What has been noted by a number of industry analysts and observers is that the solid waste industry probably needs to do a better job of touting and elucidating its ESG credentials (particularly the E) and developing and promoting more accurate data—particularly with regard to landfills and their environmental benefits, which many players feel are underappreciated. Another opportunity is per- and polyfluoroalkyl substances (PFAS). Obviously, increased regulation of PFAS is likely to come with greater cost to the solid waste companies, given the prevalence of PFAS in the landfills (given their ubiquitous nature—not the fault of the solid waste companies) and therefore often in leachate. That said, as there is yet no proven, economically viable destruction technology for PFAS, and as incineration is increasingly viewed as potentially problematic for PFAS waste, landfills can be part of the solution, through their apparent ability to sequester (contain) PFAS. WM appears to have taken the leadership position on promoting the company’s ESG credentials, as it has recently released a detailed presentation specifically on its ESG activities, geared to proactively providing current and potential investors more information on its sustainability goals and strategy.
The Biden Administration and Climate Change
Prior to the election, when there was a great deal of speculation with regard to the possibility of a “Blue Wave”, the main discussion around a Biden administration and the ramifications for the solid waste industry revolved mainly around the likelihood of higher taxes, their impact on the companies’ financials and free cash flow and the resulting potential effect on mergers and acquisitions (M&A).
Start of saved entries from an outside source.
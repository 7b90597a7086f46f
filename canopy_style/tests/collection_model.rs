// Copyright 2025 the Canopy Authors
// SPDX-License-Identifier: Apache-2.0 OR MIT

//! Property tests for `StyleValueCollection` against a map model.

use std::collections::BTreeMap;

use canopy_style::{StyleKeyword, StylePropertyId, StyleValue, StyleValueCollection};
use proptest::prelude::*;

#[derive(Debug, Clone)]
enum Op {
    Set(usize, f32),
    Keyword(usize, StyleKeyword),
    Remove(usize),
}

fn keyword_strategy() -> impl Strategy<Value = StyleKeyword> {
    prop_oneof![
        Just(StyleKeyword::Null),
        Just(StyleKeyword::Auto),
        Just(StyleKeyword::Initial),
        Just(StyleKeyword::Inherit),
    ]
}

fn op_strategy() -> impl Strategy<Value = Op> {
    let ids = 0..StylePropertyId::ALL.len();
    prop_oneof![
        (ids.clone(), -100.0f32..100.0).prop_map(|(i, v)| Op::Set(i, v)),
        (ids.clone(), keyword_strategy()).prop_map(|(i, k)| Op::Keyword(i, k)),
        ids.prop_map(Op::Remove),
    ]
}

proptest! {
    #[test]
    fn matches_map_model(ops in prop::collection::vec(op_strategy(), 0..64)) {
        let mut values = StyleValueCollection::new();
        let mut model: BTreeMap<StylePropertyId, StyleValue> = BTreeMap::new();

        for op in ops {
            match op {
                Op::Set(i, v) => {
                    let value = StyleValue::float(StylePropertyId::ALL[i], v);
                    model.insert(value.id, value.clone());
                    values.set_style_value(value);
                }
                Op::Keyword(i, keyword) => {
                    let id = StylePropertyId::ALL[i];
                    if keyword == StyleKeyword::Null {
                        model.remove(&id);
                    } else {
                        model.insert(id, StyleValue::keyword(id, keyword));
                    }
                    values.set_style_value(StyleValue::keyword(id, keyword));
                }
                Op::Remove(i) => {
                    let id = StylePropertyId::ALL[i];
                    prop_assert_eq!(values.remove(id), model.remove(&id));
                }
            }
        }

        prop_assert_eq!(values.len(), model.len());
        prop_assert!(values.iter().all(|v| v.keyword != StyleKeyword::Null));
        for id in StylePropertyId::ALL {
            prop_assert_eq!(values.try_get_style_value(id), model.get(&id));
        }
    }
}
// Copyright 2025 the Canopy Authors
// SPDX-License-Identifier: Apache-2.0 OR MIT

//! Per-element style state and the cascade that computes it.

use alloc::vec::Vec;

use kurbo::Rect;

use crate::computed::{ComputedStyle, ResolvedStyle};
use crate::error::StyleSheetError;
use crate::id::{StyleChangeFlags, StylePropertyId};
use crate::inline::{InlineRule, InlineStyleAccess};
use crate::sheet::StyleSheet;
use crate::value::{StyleColor, StyleCursor, StyleFloat, StyleInt, StyleLength, StyleResource};

/// A sheet rule whose selector matched an element.
#[derive(Clone, Copy, Debug)]
pub struct MatchedRule<'a> {
    /// Sheet holding the rule.
    pub sheet: &'a StyleSheet,
    /// Index of the rule in `sheet`.
    pub rule_index: usize,
    /// Specificity of the matching selector.
    pub specificity: i32,
}

/// Runs the cascade for one element.
///
/// Starts from the initial style with inherited properties taken from
/// `parent`, applies `matched` from lowest to highest specificity (ties keep
/// slice order), then applies the inline style.
pub fn compute_style(
    parent: Option<&ComputedStyle>,
    matched: &[MatchedRule<'_>],
    inline: &InlineStyleAccess,
) -> Result<ComputedStyle, StyleSheetError> {
    let mut style = parent.map_or_else(ComputedStyle::default, ComputedStyle::inherited_from);
    let mut ordered: Vec<&MatchedRule<'_>> = matched.iter().collect();
    ordered.sort_by_key(|m| m.specificity);
    for rule in ordered {
        for value in rule.sheet.style_values(rule.rule_index)? {
            style.apply_style_value(&value, parent);
        }
    }
    inline.apply_inline_styles(&mut style, parent)?;
    Ok(style)
}

/// Inline style, computed style and pending change flags of one element.
#[derive(Clone, Debug, Default)]
pub struct StyleElement {
    inline: InlineStyleAccess,
    computed: ComputedStyle,
    version: u64,
    pending: StyleChangeFlags,
}

impl StyleElement {
    /// Creates an element with the initial style.
    #[must_use]
    pub fn new() -> Self {
        Self::default()
    }

    /// Inline style.
    #[must_use]
    pub fn inline(&self) -> &InlineStyleAccess {
        &self.inline
    }

    /// Computed style.
    #[must_use]
    pub fn computed(&self) -> &ComputedStyle {
        &self.computed
    }

    /// Resolved view, using `layout` for the final size when known.
    #[must_use]
    pub fn resolved(&self, layout: Option<Rect>) -> ResolvedStyle<'_> {
        ResolvedStyle::new(&self.computed, layout)
    }

    /// Bumped on every committed style change.
    #[must_use]
    pub fn version(&self) -> u64 {
        self.version
    }

    /// Changes not yet taken.
    #[must_use]
    pub fn pending(&self) -> StyleChangeFlags {
        self.pending
    }

    /// Returns and clears the pending changes.
    pub fn take_changes(&mut self) -> StyleChangeFlags {
        core::mem::take(&mut self.pending)
    }

    fn committed(&mut self, changed: bool) -> bool {
        if changed {
            self.version += 1;
        }
        changed
    }

    /// Sets or unsets an inline length.
    pub fn set_length(
        &mut self,
        id: StylePropertyId,
        value: StyleLength,
        parent: Option<&ComputedStyle>,
    ) -> bool {
        let changed =
            self.inline
                .set_length(id, value, &mut self.computed, parent, &mut self.pending);
        self.committed(changed)
    }

    /// Sets or unsets an inline number.
    pub fn set_float(
        &mut self,
        id: StylePropertyId,
        value: StyleFloat,
        parent: Option<&ComputedStyle>,
    ) -> bool {
        let changed =
            self.inline
                .set_float(id, value, &mut self.computed, parent, &mut self.pending);
        self.committed(changed)
    }

    /// Sets or unsets an inline integer.
    pub fn set_int(
        &mut self,
        id: StylePropertyId,
        value: StyleInt,
        parent: Option<&ComputedStyle>,
    ) -> bool {
        let changed = self
            .inline
            .set_int(id, value, &mut self.computed, parent, &mut self.pending);
        self.committed(changed)
    }

    /// Sets or unsets an inline color.
    pub fn set_color(
        &mut self,
        id: StylePropertyId,
        value: StyleColor,
        parent: Option<&ComputedStyle>,
    ) -> bool {
        let changed =
            self.inline
                .set_color(id, value, &mut self.computed, parent, &mut self.pending);
        self.committed(changed)
    }

    /// Sets or unsets an inline resource.
    pub fn set_resource(
        &mut self,
        id: StylePropertyId,
        value: StyleResource,
        parent: Option<&ComputedStyle>,
    ) -> bool {
        let changed =
            self.inline
                .set_resource(id, value, &mut self.computed, parent, &mut self.pending);
        self.committed(changed)
    }

    /// Sets or unsets the inline cursor.
    pub fn set_cursor(&mut self, value: StyleCursor) -> bool {
        let changed = self
            .inline
            .set_cursor(value, &mut self.computed, &mut self.pending);
        self.committed(changed)
    }

    /// Replaces the inline rule. The cascade must run again.
    pub fn set_inline_rule(&mut self, rule: Option<InlineRule>) {
        self.inline.set_inline_rule(rule);
        self.pending |= StyleChangeFlags::all();
        self.version += 1;
    }

    /// Reruns the cascade and stores the result.
    pub fn recompute(
        &mut self,
        parent: Option<&ComputedStyle>,
        matched: &[MatchedRule<'_>],
    ) -> Result<(), StyleSheetError> {
        let computed = compute_style(parent, matched, &self.inline)?;
        if computed != self.computed {
            self.pending |= StyleChangeFlags::STYLES;
        }
        self.computed = computed;
        self.pending.remove(StyleChangeFlags::INLINE_REMOVED);
        Ok(())
    }
}

#[cfg(test)]
mod tests {
    use super::*;
    use crate::value::{Length, Resource, Styled};
    use alloc::rc::Rc;

    #[test]
    fn unset_resource_is_released_after_recompute() {
        let image = Resource::image("banner");
        let mut element = StyleElement::new();
        assert!(element.set_resource(
            StylePropertyId::BackgroundImage,
            Styled::new(Some(image.clone())),
            None,
        ));
        assert_eq!(Rc::strong_count(&image), 3);

        assert!(element.set_resource(StylePropertyId::BackgroundImage, Styled::null(), None));
        assert_eq!(Rc::strong_count(&image), 2, "computed style still holds it");
        assert!(element.pending().contains(StyleChangeFlags::INLINE_REMOVED));

        element.recompute(None, &[]).unwrap();
        assert_eq!(Rc::strong_count(&image), 1);
        assert!(!element.pending().contains(StyleChangeFlags::INLINE_REMOVED));
    }

    #[test]
    fn version_moves_only_on_change() {
        let mut element = StyleElement::new();
        assert!(element.set_length(StylePropertyId::Height, Length::px(5.0).into(), None));
        assert!(!element.set_length(StylePropertyId::Height, Length::px(5.0).into(), None));
        assert_eq!(element.version(), 1);
        assert_eq!(
            element.take_changes(),
            StyleChangeFlags::STYLES | StyleChangeFlags::LAYOUT
        );
        assert!(element.pending().is_empty());
        assert_eq!(element.resolved(None).height(), 5.0);
    }
}
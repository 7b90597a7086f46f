// Copyright 2025 the Canopy Authors
// SPDX-License-Identifier: Apache-2.0 OR MIT

//! Shared identifiers and propagation vocabulary.

/// Identifier for an element in an [`ElementTree`](crate::tree::ElementTree).
///
/// A slot index plus a generation counter. Removing an element frees its
/// slot; when the slot is reused its generation is bumped, so stale ids never
/// alias a live element.
#[derive(Copy, Clone, Debug, Eq, PartialEq, Hash)]
pub struct ElementId(pub(crate) u32, pub(crate) u32);

impl ElementId {
    pub(crate) const fn new(idx: u32, generation: u32) -> Self {
        Self(idx, generation)
    }

    pub(crate) const fn idx(self) -> usize {
        self.0 as usize
    }
}

/// Propagation phase an event is currently in.
#[derive(Copy, Clone, Debug, Default, PartialEq, Eq, Hash)]
pub enum Phase {
    /// Not being propagated.
    #[default]
    None,
    /// Travelling from the root towards the target's parent.
    TrickleDown,
    /// Being handled by the target itself.
    AtTarget,
    /// Travelling from the target's parent back to the root.
    BubbleUp,
}

/// Which propagation phase a listener wants to hear about.
///
/// Both kinds of listener run when their element is the target.
#[derive(Copy, Clone, Debug, PartialEq, Eq, Hash)]
pub enum ListenerPhase {
    /// Runs while the event trickles down through ancestors.
    TrickleDown,
    /// Runs while the event bubbles up through ancestors.
    BubbleUp,
}

/// How long a listener stays active.
#[derive(Copy, Clone, Debug, PartialEq, Eq, Hash)]
pub enum ListenerScope {
    /// Until explicitly unregistered.
    Permanent,
    /// Only while the element is attached to a panel; detaching the element
    /// silences it.
    Attached,
}

/// Handle returned when registering a listener.
#[derive(Copy, Clone, Debug, PartialEq, Eq, Hash)]
pub struct ListenerId(pub(crate) u64);

/// Result of visiting one step of a propagation sequence.
#[derive(Copy, Clone, Debug, PartialEq, Eq)]
pub enum Outcome {
    /// Keep propagating.
    Continue,
    /// Stop propagating.
    Stop,
    /// Stop propagating and report the event as consumed.
    StopAndConsume,
}

/// One step of a propagation sequence.
#[derive(Copy, Clone, Debug, PartialEq, Eq)]
pub struct Dispatch<K> {
    /// Phase of this step.
    pub phase: Phase,
    /// Node visited by this step.
    pub node: K,
}

impl<K> Dispatch<K> {
    /// A trickle-down step.
    pub const fn trickle_down(node: K) -> Self {
        Self {
            phase: Phase::TrickleDown,
            node,
        }
    }

    /// An at-target step.
    pub const fn at_target(node: K) -> Self {
        Self {
            phase: Phase::AtTarget,
            node,
        }
    }

    /// A bubble-up step.
    pub const fn bubble_up(node: K) -> Self {
        Self {
            phase: Phase::BubbleUp,
            node,
        }
    }
}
Post the election (though control of the Senate still rests on the runoff elections for the two Georgia seats), and given that a Blue Wave did not materialize, there appears to be more focus on what a Biden administration could do through executive action versus through sweeping legislation or major tax law changes. It is apparent that President-Elect Biden is very focused on climate change, just based on some of his early appointments — John Kerry as special presidential envoy for climate, heading up the national security, international and diplomatic efforts, while Gina McCarthy will head up a new White House office of domestic climate policy. This is in addition to the promise to rejoin the Paris Climate Accord on Day 1. An obvious priority is to reverse or undo the Trump administration’s rollbacks of some of former President Obama’s signature environmental policies, like the Clean Power Plan, stricter methane regulations and more aggressive automobile fuel economy standards. Already, there has been talk of at least 10 executive orders from the Biden administration that could begin to address climate change without depending on the passage of his net-zero emissions by 2050 climate plan by a still highly partisan and divided Congress. All that said, an energy-infrastructure bill incorporating some climate change initiatives could garner more bipartisan support.